4) Il costo totale! Oltre ai necessari investimenti in sanità, tenuto conto che l'economia rallenterà, dobbiamo mettere in conto anche le minori entrate fiscali e contributive. Considerando che il gettito Irpef del 2017 (ultimo dato disponibile) ammontava, al netto del bonus Renzi, a circa 165 miliardi di euro, il gettito contributivo relativo al 2018 è stato pari a circa 205 miliardi, Ires e Irap 2017 a circa 59 miliardi, solo per prendere in considerazione le maggiori entrate dirette, se la situazione si protrarrà per un mese e dovesse colpire il 40% delle attività commerciali, artigianali, produttive, di servizi e turismo, ci saranno almeno 14,5 miliardi di minori entrate che si sommeranno ai circa 3 miliardi per l'estensione dei bonus. Sul lato spese, oltre agli investimenti in sanità (non meno di 7 miliardi iniziali) e ad almeno la metà dei 3 miliardi di risparmio sugli interessi sul debito visti i valori dello spread e prevedendo almeno 1 milione di ore di cassa integrazione e in deroga sarà molto alto e pari a circa 11 miliardi.
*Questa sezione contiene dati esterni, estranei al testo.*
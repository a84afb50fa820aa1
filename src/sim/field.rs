//! Particle field: population, click bursts and the per-frame step
//!
//! Positions stay inside `[0, width] x [0, height]`. Boundary hits mirror the
//! overshoot back into the surface and turn the velocity inward; positions are
//! never clamped.

use glam::Vec2;
use rand::{Rng, SeedableRng};
use rand_pcg::Pcg32;

use super::particle::Particle;
use super::pointer::Pointer;
use crate::settings::{Band, FieldConfig};

/// A connecting line between two nearby particles
#[derive(Debug, Clone, Copy, PartialEq)]
pub struct Link {
    pub from: Vec2,
    pub to: Vec2,
    /// Fades linearly from `link_opacity` at distance 0 to 0 at `link_distance`
    pub opacity: f32,
}

/// Owns the particle collection and the surface bounds it lives in
#[derive(Debug, Clone)]
pub struct ParticleField {
    config: FieldConfig,
    width: f32,
    height: f32,
    particles: Vec<Particle>,
    rng: Pcg32,
}

impl ParticleField {
    pub fn new(config: FieldConfig, seed: u64) -> Self {
        Self {
            config,
            width: 0.0,
            height: 0.0,
            particles: Vec::new(),
            rng: Pcg32::seed_from_u64(seed),
        }
    }

    pub fn config(&self) -> &FieldConfig {
        &self.config
    }

    pub fn width(&self) -> f32 {
        self.width
    }

    pub fn height(&self) -> f32 {
        self.height
    }

    pub fn particles(&self) -> &[Particle] {
        &self.particles
    }

    pub fn len(&self) -> usize {
        self.particles.len()
    }

    pub fn is_empty(&self) -> bool {
        self.particles.is_empty()
    }

    /// Set the surface size. Existing particles are not moved; call `populate()`.
    pub fn resize(&mut self, width: f32, height: f32) {
        self.width = width.max(0.0);
        self.height = height.max(0.0);
    }

    /// Number of ambient particles for the current surface
    pub fn ambient_count(&self) -> usize {
        let area = self.width as f64 * self.height as f64;
        (area / self.config.density as f64).floor() as usize
    }

    /// Replace the whole collection (bursts included) with fresh ambient particles
    pub fn populate(&mut self) {
        let count = self.ambient_count();
        let speed = self.config.ambient_speed;
        let size = self.config.size;
        let opacity = self.config.ambient_opacity;

        self.particles.clear();
        self.particles.reserve(count);
        for _ in 0..count {
            let pos = Vec2::new(
                self.rng.random::<f32>() * self.width,
                self.rng.random::<f32>() * self.height,
            );
            let vel = self.random_velocity(speed);
            let size = sample(&mut self.rng, size);
            let opacity = sample(&mut self.rng, opacity);
            self.particles.push(Particle::ambient(pos, vel, size, opacity));
        }
        log::debug!(
            "Populated {} particles for {}x{}",
            count,
            self.width,
            self.height
        );
    }

    /// Append `count` short-lived particles at `origin`
    pub fn spawn_burst(&mut self, origin: Vec2, count: usize, now_ms: f64) {
        let speed = self.config.burst_speed;
        let life_ms = self.config.burst_life_ms;
        let size = self.config.size;
        let opacity = self.config.burst_opacity;

        self.particles.reserve(count);
        for _ in 0..count {
            let vel = self.random_velocity(speed);
            let size = sample(&mut self.rng, size);
            let opacity = sample(&mut self.rng, opacity);
            self.particles
                .push(Particle::burst(origin, vel, size, opacity, now_ms, life_ms));
        }
    }

    /// Advance one frame: prune expired bursts, then integrate, repel, reflect
    /// and cap speed for every remaining particle.
    pub fn step(&mut self, now_ms: f64, pointer: &Pointer) {
        self.prune(now_ms);

        let max_force = self.config.max_force;
        let max_speed = Vec2::splat(self.config.max_speed);
        let (width, height) = (self.width, self.height);

        for p in &mut self.particles {
            p.pos += p.vel;
            p.vel -= pointer.repulsion(p.pos, max_force);

            reflect_axis(&mut p.pos.x, &mut p.vel.x, width);
            reflect_axis(&mut p.pos.y, &mut p.vel.y, height);

            p.vel = p.vel.clamp(-max_speed, max_speed);
        }
    }

    /// Drop burst particles whose lifetime is over
    pub fn prune(&mut self, now_ms: f64) {
        self.particles.retain(|p| !p.is_expired(now_ms));
    }

    /// Every unordered pair closer than `link_distance`
    pub fn links(&self) -> impl Iterator<Item = Link> + '_ {
        let max_dist = self.config.link_distance;
        let max_dist_sq = max_dist * max_dist;
        let base_opacity = self.config.link_opacity;
        let particles = &self.particles;

        particles.iter().enumerate().flat_map(move |(i, a)| {
            particles[i + 1..].iter().filter_map(move |b| {
                let dist_sq = a.pos.distance_squared(b.pos);
                if dist_sq >= max_dist_sq {
                    return None;
                }
                let dist = dist_sq.sqrt();
                Some(Link {
                    from: a.pos,
                    to: b.pos,
                    opacity: base_opacity * (1.0 - dist / max_dist),
                })
            })
        })
    }

    fn random_velocity(&mut self, speed: f32) -> Vec2 {
        let band = Band::new(-speed, speed);
        Vec2::new(sample(&mut self.rng, band), sample(&mut self.rng, band))
    }
}

/// Uniform sample in `[min, max)`; a degenerate band yields `min`
#[inline]
fn sample(rng: &mut Pcg32, band: Band) -> f32 {
    band.lerp(rng.random::<f32>())
}

/// Mirror a coordinate back into `[0, extent]`, pointing its velocity inward
fn reflect_axis(pos: &mut f32, vel: &mut f32, extent: f32) {
    if extent <= 0.0 {
        *pos = 0.0;
        return;
    }
    if *pos < 0.0 {
        *pos = -*pos;
        *vel = vel.abs();
    } else if *pos > extent {
        *pos = 2.0 * extent - *pos;
        *vel = -vel.abs();
    }
    // Overshoot wider than the surface itself: fold until inside
    if !(0.0..=extent).contains(pos) {
        let period = 2.0 * extent;
        let folded = pos.rem_euclid(period);
        *pos = if folded > extent { period - folded } else { folded };
    }
}

#[cfg(test)]
mod tests {
    use super::*;
    use proptest::prelude::*;

    fn field(width: f32, height: f32) -> ParticleField {
        let mut field = ParticleField::new(FieldConfig::default(), 12345);
        field.resize(width, height);
        field
    }

    fn in_bounds(field: &ParticleField) -> bool {
        field.particles().iter().all(|p| {
            (0.0..=field.width()).contains(&p.pos.x) && (0.0..=field.height()).contains(&p.pos.y)
        })
    }

    #[test]
    fn test_ambient_count_example() {
        let mut field = field(800.0, 600.0);
        field.populate();
        assert_eq!(field.len(), 19);
    }

    #[test]
    fn test_populate_count_is_stable() {
        let mut field = field(1920.0, 1080.0);
        field.populate();
        let first = field.len();
        field.populate();
        assert_eq!(field.len(), first);
        assert_eq!(first, 82);
    }

    #[test]
    fn test_populate_respects_config_bands() {
        let mut field = field(1600.0, 1200.0);
        field.populate();
        let config = field.config().clone();
        for p in field.particles() {
            assert!(!p.is_burst());
            assert!(p.vel.x.abs() <= config.ambient_speed);
            assert!(p.vel.y.abs() <= config.ambient_speed);
            assert!(p.opacity >= config.ambient_opacity.min && p.opacity < config.ambient_opacity.max);
            assert!(p.size >= config.size.min && p.size < config.size.max);
        }
        assert!(in_bounds(&field));
    }

    #[test]
    fn test_populate_drops_bursts() {
        let mut field = field(800.0, 600.0);
        field.populate();
        field.spawn_burst(Vec2::new(10.0, 10.0), 10, 0.0);
        assert_eq!(field.len(), 29);
        field.populate();
        assert_eq!(field.len(), 19);
        assert!(field.particles().iter().all(|p| !p.is_burst()));
    }

    #[test]
    fn test_empty_surface_has_no_particles() {
        let mut field = field(0.0, 0.0);
        field.populate();
        assert!(field.is_empty());
    }

    #[test]
    fn test_burst_pruned_after_life() {
        let mut field = field(800.0, 600.0);
        let pointer = Pointer::new(100.0);
        field.spawn_burst(Vec2::new(100.0, 100.0), 10, 0.0);
        assert_eq!(field.len(), 10);
        for p in field.particles() {
            assert_eq!(p.pos, Vec2::new(100.0, 100.0));
            assert_eq!(p.lifetime.map(|l| l.life_ms), Some(3000.0));
        }

        field.step(3001.0, &pointer);
        assert!(field.is_empty());
    }

    #[test]
    fn test_burst_survives_until_life_elapsed() {
        let mut field = field(800.0, 600.0);
        let pointer = Pointer::new(100.0);
        field.spawn_burst(Vec2::new(400.0, 300.0), 3, 1000.0);

        field.step(3999.0, &pointer);
        assert_eq!(field.len(), 3);

        field.step(4000.0, &pointer);
        assert!(field.is_empty());
    }

    #[test]
    fn test_pointer_pushes_particle_away() {
        let mut field = field(800.0, 600.0);
        field.particles.push(Particle::ambient(
            Vec2::new(390.0, 300.0),
            Vec2::ZERO,
            2.0,
            0.5,
        ));
        let mut pointer = Pointer::new(100.0);
        pointer.move_to(400.0, 300.0);

        field.step(0.0, &pointer);
        // Cursor is to the right, so the particle gains leftward velocity
        assert!(field.particles()[0].vel.x < 0.0);
        assert_eq!(field.particles()[0].vel.y, 0.0);
    }

    #[test]
    fn test_reflection_at_bounds() {
        let mut field = field(100.0, 100.0);
        field.particles.push(Particle::ambient(
            Vec2::new(99.5, 0.5),
            Vec2::new(1.5, -1.5),
            2.0,
            0.5,
        ));

        field.step(0.0, &Pointer::new(100.0));
        let p = &field.particles()[0];
        assert!((p.pos.x - 99.0).abs() < 1e-4);
        assert!((p.pos.y - 1.0).abs() < 1e-4);
        assert_eq!(p.vel, Vec2::new(-1.5, 1.5));
    }

    #[test]
    fn test_speed_capped() {
        let mut field = field(800.0, 600.0);
        field.particles.push(Particle::ambient(
            Vec2::new(400.0, 300.0),
            Vec2::new(1.5, 0.0),
            2.0,
            0.5,
        ));
        let mut pointer = Pointer::new(100.0);
        pointer.move_to(400.0, 300.0);

        // Repeated pushes cannot exceed the cap
        for _ in 0..50 {
            field.step(0.0, &pointer);
        }
        let vel = field.particles()[0].vel;
        assert!(vel.x.abs() <= 1.5 && vel.y.abs() <= 1.5);
    }

    #[test]
    fn test_links_fade_with_distance() {
        let mut field = field(800.0, 600.0);
        for x in [0.0, 40.0, 200.0] {
            field
                .particles
                .push(Particle::ambient(Vec2::new(x, 0.0), Vec2::ZERO, 1.0, 1.0));
        }

        let links: Vec<Link> = field.links().collect();
        assert_eq!(links.len(), 1);
        assert_eq!(links[0].from, Vec2::ZERO);
        assert_eq!(links[0].to, Vec2::new(40.0, 0.0));
        assert!((links[0].opacity - 0.025).abs() < 1e-6);
    }

    #[test]
    fn test_same_seed_same_field() {
        let mut a = field(800.0, 600.0);
        let mut b = field(800.0, 600.0);
        a.populate();
        b.populate();
        assert_eq!(a.particles(), b.particles());
    }

    #[test]
    fn test_reflect_axis_folds_huge_overshoot() {
        let (mut pos, mut vel) = (-25.0_f32, -30.0_f32);
        reflect_axis(&mut pos, &mut vel, 10.0);
        assert!((0.0..=10.0).contains(&pos));
        assert!(vel > 0.0);

        let (mut pos, mut vel) = (5.0_f32, 1.0_f32);
        reflect_axis(&mut pos, &mut vel, 0.0);
        assert_eq!(pos, 0.0);
    }

    proptest! {
        #[test]
        fn particles_stay_in_bounds_and_under_speed_cap(
            seed in any::<u64>(),
            width in 1.0_f32..2000.0,
            height in 1.0_f32..2000.0,
            cursor in proptest::option::of((0.0_f32..2000.0, 0.0_f32..2000.0)),
            clicks in proptest::collection::vec((0.0_f32..1.0, 0.0_f32..1.0), 0..4),
            steps in 1_usize..120,
        ) {
            let mut field = ParticleField::new(FieldConfig::default(), seed);
            field.resize(width, height);
            field.populate();
            for (fx, fy) in clicks {
                field.spawn_burst(Vec2::new(fx * width, fy * height), 10, 0.0);
            }
            let mut pointer = Pointer::new(100.0);
            if let Some((x, y)) = cursor {
                pointer.move_to(x, y);
            }

            for frame in 0..steps {
                field.step(frame as f64 * 16.0, &pointer);
                prop_assert!(in_bounds(&field));
                for p in field.particles() {
                    prop_assert!(p.vel.x.abs() <= 1.5 && p.vel.y.abs() <= 1.5);
                }
            }
        }
    }
}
Insomma, una «dote» pesante in vista della prossima legge di bilancio gravata dalle clausole di salvaguardia (circa 47 miliardi tra il 2021 e il 2022). E questo se si concluderà in un mese. La sensazione è che tutti dovremo tirare la cinghia, pretendere meno dallo Stato e iniziare a vivere forse anche al di sotto delle nostre potenziali possibilità; la sfida si potrà vincere solo se anteporremo ai diritti di cui siamo imbevuti, i nostri doveri.